## INPUT DATA
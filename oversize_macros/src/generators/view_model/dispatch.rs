use proc_macro2::{Ident, TokenStream};
use quote::quote;
use syn::ItemImpl;

use super::action_enum::PayloadShape;
use crate::item_info::ActionMethod;
use crate::utils::runtime_path;

/// Generator for the `ViewModel` impl whose `handle_action` forwards each action to its handler
pub struct DispatchGenerator<'a> {
    item: &'a ItemImpl,
    enum_name: &'a Ident,
    actions: &'a [ActionMethod],
}

impl<'a> DispatchGenerator<'a> {
    pub fn new(item: &'a ItemImpl, enum_name: &'a Ident, actions: &'a [ActionMethod]) -> Self {
        Self {
            item,
            enum_name,
            actions,
        }
    }

    pub fn generate(&self) -> TokenStream {
        let runtime = runtime_path();
        let (impl_generics, _, where_clause) = self.item.generics.split_for_impl();
        let self_ty = &self.item.self_ty;
        let enum_name = self.enum_name;
        let arms = self.actions.iter().map(|action| self.arm(action));

        quote! {
            #[#runtime::__private::async_trait::async_trait]
            impl #impl_generics #runtime::ViewModel for #self_ty #where_clause {
                type Action = #enum_name;

                async fn handle_action(&self, action: Self::Action) {
                    match action {
                        #(#arms)*
                    }
                }
            }
        }
    }

    fn arm(&self, action: &ActionMethod) -> TokenStream {
        let enum_name = self.enum_name;
        let variant = action.variant();
        let method = &action.name;
        let bindings: Vec<Ident> = action.params.iter().map(|p| p.binding()).collect();

        let pattern = match PayloadShape::of(&action.params) {
            PayloadShape::Unit => quote! { #enum_name::#variant },
            PayloadShape::Tuple => quote! { #enum_name::#variant(#(#bindings),*) },
            PayloadShape::Named => quote! { #enum_name::#variant { #(#bindings),* } },
        };

        let call = quote! { self.#method(#(#bindings),*) };
        let call = if action.is_async {
            quote! { #call.await }
        } else {
            quote! { #call }
        };

        quote! {
            #pattern => {
                #call;
            }
        }
    }
}
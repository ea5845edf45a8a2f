pub mod action_visitor;

pub use action_visitor::{ActionVisitor, PositionalStripper};
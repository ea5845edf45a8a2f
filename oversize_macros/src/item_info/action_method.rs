use proc_macro2::Ident;
use syn::{FnArg, ImplItemFn, Pat, Type, Visibility};

use crate::utils::{attributes::has_attribute, naming};

/// Helper attribute marking a parameter as positional in the generated action payload
pub const POSITIONAL_ATTR: &str = "positional";

/// Binding used for a positional parameter that has no local name
pub const PLACEHOLDER_BINDING: &str = "value";

/// One parameter of an action handler.
#[derive(Debug, Clone)]
pub struct ActionParam {
    /// `None` is the wildcard label: the payload slot is positional
    pub label: Option<Ident>,
    pub local: Option<Ident>,
    pub ty: Type,
}

impl ActionParam {
    pub fn from_fn_arg(arg: &FnArg) -> Option<Self> {
        let FnArg::Typed(pat_type) = arg else {
            return None;
        };
        let ty = (*pat_type.ty).clone();
        let positional = has_attribute(&pat_type.attrs, POSITIONAL_ATTR);

        let param = match &*pat_type.pat {
            Pat::Ident(pat) if positional => ActionParam {
                label: None,
                local: Some(pat.ident.clone()),
                ty,
            },
            Pat::Ident(pat) => ActionParam {
                label: Some(pat.ident.clone()),
                local: Some(pat.ident.clone()),
                ty,
            },
            _ => ActionParam {
                label: None,
                local: None,
                ty,
            },
        };
        Some(param)
    }

    pub fn is_positional(&self) -> bool {
        self.label.is_none()
    }

    /// Local name the dispatch arm binds this payload slot to
    pub fn binding(&self) -> Ident {
        match (&self.label, &self.local) {
            (Some(label), _) => label.clone(),
            (None, Some(local)) => local.clone(),
            (None, None) => Ident::new(PLACEHOLDER_BINDING, proc_macro2::Span::call_site()),
        }
    }
}

/// An `on*` handler discovered on a view-model impl block.
#[derive(Debug, Clone)]
pub struct ActionMethod {
    pub name: Ident,
    pub is_async: bool,
    pub params: Vec<ActionParam>,
}

impl ActionMethod {
    pub fn from_fn(method: &ImplItemFn) -> Self {
        Self {
            name: method.sig.ident.clone(),
            is_async: method.sig.asyncness.is_some(),
            params: method
                .sig
                .inputs
                .iter()
                .filter_map(ActionParam::from_fn_arg)
                .collect(),
        }
    }

    pub fn variant(&self) -> Ident {
        naming::action_variant_name(&self.name)
    }
}

/// Whether a method takes part in action generation: `on` prefix and not private
pub fn is_action_method(method: &ImplItemFn) -> bool {
    let name = method.sig.ident.to_string();
    naming::has_action_prefix(&name) && !matches!(method.vis, Visibility::Inherited)
}
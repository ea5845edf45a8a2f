//! # Oversize Architecture
//!
//! A small state / view-model / view / module architecture for Rust UIs, plus attribute
//! macros that write the repetitive wiring.
//!
//! ## Pieces
//!
//! - **View state**: plain data, shared between a view and its view-model through [`Shared`]
//! - **View-model**: an impl block of `on*` handlers; [`view_model`] turns them into an action
//!   enum and a [`ViewModel`] implementation that dispatches to them
//! - **Module**: an uninhabited enum naming a screen's five types via [`Module`]
//! - **View / screen**: structs holding the state handle and a [`Reducer`], with constructors
//!   and `build` factories generated by [`view`] and [`screen`]
//!
//! ## Quick Start
//!
//! ```rust,ignore
//! use oversize_architecture::prelude::*;
//!
//! #[module]
//! pub enum CounterModule {}
//!
//! pub struct CounterInput;
//! pub struct CounterOutput;
//!
//! #[derive(Default)]
//! pub struct CounterViewState {
//!     pub count: i64,
//! }
//!
//! impl ViewState for CounterViewState {
//!     type Input = CounterInput;
//!     fn new(_input: Option<CounterInput>) -> Self {
//!         Self::default()
//!     }
//! }
//!
//! #[view_model(module = CounterModule)]
//! impl CounterViewModel {
//!     pub fn on_increment(&self, by: i64) {
//!         self.state.update(|state| state.count += by);
//!     }
//! }
//!
//! #[screen]
//! #[view(module = CounterModule)]
//! pub struct CounterView;
//!
//! # async fn run() -> ArchitectureResult<()> {
//! let view = CounterView::build();
//! view.reducer
//!     .dispatch(CounterViewModelAction::OnIncrement { by: 2 })?
//!     .await
//!     .ok();
//! assert_eq!(view.view_state.get(|state| state.count), 2);
//! # Ok(())
//! # }
//! ```

extern crate self as oversize_architecture;

pub mod callback;
pub mod error;
pub mod prelude;
pub mod reducer;
pub mod shared;
pub mod traits;

pub use callback::Callback;
pub use error::{ArchitectureError, ArchitectureResult};
pub use reducer::Reducer;
pub use shared::Shared;
pub use traits::{Module, StatefulViewModel, View, ViewModel, ViewState};

pub use oversize_macros::{module, screen, view, view_model};

// Hygienic paths for generated code
pub use oversize_deps::__private;

pub use oversize_deps::uuid::Uuid;
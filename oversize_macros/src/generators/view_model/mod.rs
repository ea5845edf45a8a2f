pub mod action_enum;
pub mod dispatch;
pub mod scaffold;

pub use action_enum::ActionEnumGenerator;
pub use dispatch::DispatchGenerator;
pub use scaffold::ViewModelScaffoldGenerator;
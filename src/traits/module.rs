use super::{StatefulViewModel, View, ViewState};
use crate::reducer::Reducer;
use crate::shared::Shared;

/// Names the five collaborating types of one screen.
///
/// Implemented on an uninhabited enum by `#[module]`, which derives the associated types from
/// a shared prefix:
///
/// ```rust,ignore
/// #[module]
/// pub enum ProductEditModule {}
/// // Input     = ProductEditInput
/// // Output    = ProductEditOutput
/// // ViewState = ProductEditViewState
/// // ViewModel = ProductEditViewModel
/// // ViewScene = ProductEditView
/// ```
///
/// The bounds tie the view-model and the view to the module's view state, input and output.
pub trait Module {
    type Input;
    type Output;
    type ViewState: ViewState<Input = Self::Input>;
    type ViewModel: StatefulViewModel<
            ViewState = Self::ViewState,
            Input = Self::Input,
            Output = Self::Output,
        >;
    type ViewScene: View<ViewState = Self::ViewState, ViewModel = Self::ViewModel>;

    /// Assembles the view: state from `input`, a view-model sharing that state, a reducer
    /// around the view-model, then the view from state and reducer.
    fn build(input: Option<Self::Input>, output: Option<Self::Output>) -> Self::ViewScene
    where
        Self::Input: Clone,
    {
        let view_state = Shared::new(<Self::ViewState as ViewState>::new(input.clone()));
        let view_model = <Self::ViewModel as StatefulViewModel>::new(
            view_state.clone(),
            input,
            output,
        );
        <Self::ViewScene as View>::new(view_state, Reducer::new(view_model))
    }
}
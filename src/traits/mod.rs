pub mod module;
pub mod view;
pub mod view_model;
pub mod view_state;

// Re-export commonly used types
pub use module::Module;
pub use view::View;
pub use view_model::{StatefulViewModel, ViewModel};
pub use view_state::ViewState;
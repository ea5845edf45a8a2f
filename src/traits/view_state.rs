/// Data rendered by a view and mutated by its view-model.
///
/// A view state is constructed from the module's optional input. Screens built with
/// `#[screen]` additionally require `Default` (for `build()`) or an inherent
/// `with_id(Uuid) -> Self` (for `build_with_id`).
pub trait ViewState: Send + Sync + 'static {
    type Input;

    fn new(input: Option<Self::Input>) -> Self;
}
//! `#[screen]` attribute macro.
//!
//! Generates static factories that assemble a screen from its view-state, view-model and
//! reducer. Positional arguments choose which factories exist:
//!
//! | arguments       | factories                     |
//! |-----------------|-------------------------------|
//! | none, unknown   | `build()`                     |
//! | `id`            | `build_with_id(id)`           |
//! | `default, id`   | `build()`, `build_with_id(id)`|

use proc_macro2::{Span, TokenStream};
use quote::quote;
use syn::{Item, Result};

use crate::errors::ExpansionError;
use crate::generators::{BuildVariant, ScreenBuilderGenerator};
use crate::item_info::{DeclKind, Declaration};
use crate::utils::attributes::AttrArgs;

/// Implementation of the screen attribute macro
pub fn screen_attribute(attr: TokenStream, item: TokenStream) -> Result<TokenStream> {
    let args = AttrArgs::from_tokens(attr)?;
    let item: Item = syn::parse2(item)?;
    expand(&args, &item, Span::call_site())
}

pub fn expand(args: &AttrArgs, item: &Item, span: Span) -> Result<TokenStream> {
    let decl = Declaration::new(item);
    let item_struct = match (decl.kind, decl.as_struct()) {
        (DeclKind::Struct, Some(item_struct)) => item_struct,
        (
            DeclKind::Struct
            | DeclKind::Impl
            | DeclKind::TraitImpl
            | DeclKind::Enum
            | DeclKind::Other,
            _,
        ) => return Err(ExpansionError::ScreenNotStruct.into_syn(span)),
    };

    let factories = ScreenBuilderGenerator::new(item_struct, BuildVariant::resolve(args)).generate()?;
    Ok(quote! {
        #item_struct
        #factories
    })
}
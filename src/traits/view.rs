use super::{ViewModel, ViewState};
use crate::reducer::Reducer;
use crate::shared::Shared;

/// A view holding its state handle and the reducer it sends actions through.
///
/// Implemented by `#[view(module = ..)]` with the module's view-state and view-model types.
pub trait View: Sized {
    type ViewState: ViewState;
    type ViewModel: ViewModel;

    fn new(view_state: Shared<Self::ViewState>, reducer: Reducer<Self::ViewModel>) -> Self;
}
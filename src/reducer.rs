use std::sync::Arc;

use tokio::runtime::Handle;
use tokio::task::JoinHandle;

use crate::error::{ArchitectureError, ArchitectureResult};
use crate::traits::ViewModel;

/// Sends actions from a view to its view-model.
///
/// Each dispatched action runs `handle_action` as its own task on the ambient tokio runtime.
/// Two dispatches carry no ordering guarantee; await the returned handle to sequence them.
pub struct Reducer<VM: ViewModel> {
    view_model: Arc<VM>,
}

impl<VM: ViewModel> Reducer<VM> {
    pub fn new(view_model: VM) -> Self {
        Self::from_arc(Arc::new(view_model))
    }

    pub fn from_arc(view_model: Arc<VM>) -> Self {
        Self { view_model }
    }

    pub fn view_model(&self) -> &Arc<VM> {
        &self.view_model
    }

    /// Spawns `handle_action(action)` on the current runtime.
    ///
    /// Fails with [`ArchitectureError::RuntimeUnavailable`] outside a tokio runtime.
    pub fn dispatch(&self, action: VM::Action) -> ArchitectureResult<JoinHandle<()>> {
        let handle = Handle::try_current().map_err(|_| ArchitectureError::RuntimeUnavailable)?;
        log::trace!(
            "Dispatching {} to {}",
            std::any::type_name::<VM::Action>(),
            std::any::type_name::<VM>()
        );
        let view_model = Arc::clone(&self.view_model);
        Ok(handle.spawn(async move { view_model.handle_action(action).await }))
    }
}

impl<VM: ViewModel> Clone for Reducer<VM> {
    fn clone(&self) -> Self {
        Self {
            view_model: Arc::clone(&self.view_model),
        }
    }
}

impl<VM: ViewModel> std::fmt::Debug for Reducer<VM> {
    fn fmt(&self, f: &mut std::fmt::Formatter<'_>) -> std::fmt::Result {
        f.debug_struct("Reducer")
            .field("view_model", &std::any::type_name::<VM>())
            .finish()
    }
}
//! `#[view]` attribute macro.
//!
//! Adds the view-state and reducer storage to a view struct, typed through its module, plus a
//! matching `new(view_state, reducer)` constructor.
//!
//! ```rust,ignore
//! #[view(module = ProductEditModule)]
//! pub struct ProductEditView;
//! // pub struct ProductEditView {
//! //     pub view_state: Shared<<ProductEditModule as Module>::ViewState>,
//! //     pub reducer: Reducer<<ProductEditModule as Module>::ViewModel>,
//! // }
//! // impl View for ProductEditView { .. }
//! ```
//!
//! When `module` is missing or does not name a type the struct is emitted unchanged.

use proc_macro2::{Span, TokenStream};
use syn::{Fields, Item, Result};

use crate::errors::ExpansionError;
use crate::generators::{ViewScaffold, ViewScaffoldGenerator};
use crate::item_info::{DeclKind, Declaration};
use crate::utils::attributes::AttrArgs;

/// Implementation of the view attribute macro
pub fn view_attribute(attr: TokenStream, item: TokenStream) -> Result<TokenStream> {
    let args = AttrArgs::from_tokens(attr)?;
    let item: Item = syn::parse2(item)?;
    let (scaffold, item_struct) = scaffold(&args, &item, Span::call_site())?;
    Ok(scaffold.apply(item_struct.clone()))
}

pub fn scaffold<'a>(
    args: &AttrArgs,
    item: &'a Item,
    span: Span,
) -> Result<(ViewScaffold, &'a syn::ItemStruct)> {
    let decl = Declaration::new(item);
    let item_struct = match (decl.kind, decl.as_struct()) {
        (DeclKind::Struct, Some(item_struct)) => item_struct,
        (
            DeclKind::Struct
            | DeclKind::Impl
            | DeclKind::TraitImpl
            | DeclKind::Enum
            | DeclKind::Other,
            _,
        ) => return Err(ExpansionError::ViewNotStruct.into_syn(span)),
    };

    let outcome = ViewScaffoldGenerator::new(item_struct, args.value("module").as_ref()).generate()?;
    if !outcome.is_skipped() && matches!(item_struct.fields, Fields::Unnamed(_)) {
        return Err(ExpansionError::ViewTupleStruct.into_syn(span));
    }
    Ok((outcome, item_struct))
}

#[cfg(test)]
mod tests {
    use super::*;
    use crate::generators::view_scaffold::SkipReason;
    use pretty_assertions::assert_eq;
    use quote::quote;
    use syn::parse_quote;

    #[test]
    fn rejects_non_structs() {
        let items: Vec<Item> = vec![
            parse_quote!(pub enum ProductEditView {}),
            parse_quote!(impl ProductEditView {}),
        ];
        for item in items {
            let err = scaffold(&AttrArgs::default(), &item, Span::call_site()).unwrap_err();
            assert_eq!(err.to_string(), "#[view] can only be applied to structs");
        }
    }

    #[test]
    fn missing_module_is_a_silent_skip() {
        let item: Item = parse_quote!(pub struct ProductEditView;);
        let (outcome, _) = scaffold(&AttrArgs::default(), &item, Span::call_site()).unwrap();
        assert!(matches!(outcome, ViewScaffold::Skipped(SkipReason::UnresolvedModule)));

        let args = AttrArgs::from_tokens(quote!(module = 3)).unwrap();
        let (outcome, _) = scaffold(&args, &item, Span::call_site()).unwrap();
        assert!(outcome.is_skipped());
    }

    #[test]
    fn tuple_struct_with_module_is_rejected() {
        let item: Item = parse_quote!(pub struct ProductEditView(u8););
        let args = AttrArgs::from_tokens(quote!(module = ProductEditModule)).unwrap();
        let err = scaffold(&args, &item, Span::call_site()).unwrap_err();
        assert_eq!(
            err.to_string(),
            "#[view] can only be applied to structs with named fields"
        );
    }

    #[test]
    fn member_access_and_bare_module_agree() {
        let item: Item = parse_quote!(pub struct ProductEditView;);
        let render = |args: TokenStream| {
            let args = AttrArgs::from_tokens(args).unwrap();
            let (outcome, item_struct) = scaffold(&args, &item, Span::call_site()).unwrap();
            outcome.apply(item_struct.clone()).to_string()
        };
        assert_eq!(
            render(quote!(module = ProductEditModule)),
            render(quote!(module = "ProductEditModule"))
        );
    }

    #[test]
    fn fields_then_constructor() {
        let item: Item = parse_quote!(pub struct ProductEditView;);
        let args = AttrArgs::from_tokens(quote!(module = ProductEditModule)).unwrap();
        let (outcome, item_struct) = scaffold(&args, &item, Span::call_site()).unwrap();
        let file: syn::File = syn::parse2(outcome.apply(item_struct.clone())).unwrap();
        assert_eq!(file.items.len(), 3);
        let Item::Impl(ctor) = &file.items[1] else {
            panic!("expected constructor impl");
        };
        let ctor = &ctor.items[0];
        let expected: syn::ImplItem = parse_quote! {
            pub fn new(
                view_state: ::oversize_architecture::Shared<<ProductEditModule as ::oversize_architecture::Module>::ViewState>,
                reducer: ::oversize_architecture::Reducer<<ProductEditModule as ::oversize_architecture::Module>::ViewModel>
            ) -> Self {
                Self {
                    view_state,
                    reducer,
                }
            }
        };
        assert_eq!(*ctor, expected);
    }

    #[test]
    fn deterministic() {
        let item: Item = parse_quote!(pub struct ProductEditView { title: String });
        let args = AttrArgs::from_tokens(quote!(module = ProductEditModule)).unwrap();
        let run = || {
            let (outcome, item_struct) = scaffold(&args, &item, Span::call_site()).unwrap();
            outcome.apply(item_struct.clone()).to_string()
        };
        assert_eq!(run(), run());
    }
}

## PROMPT
The answer consists of the lines above that include the word "Uuid", each copied exactly.

## RESPONSE TO THE EXERCISE
pub use oversize_deps::uuid::Uuid;
/// `with_id(Uuid) -> Self` (for `build_with_id`).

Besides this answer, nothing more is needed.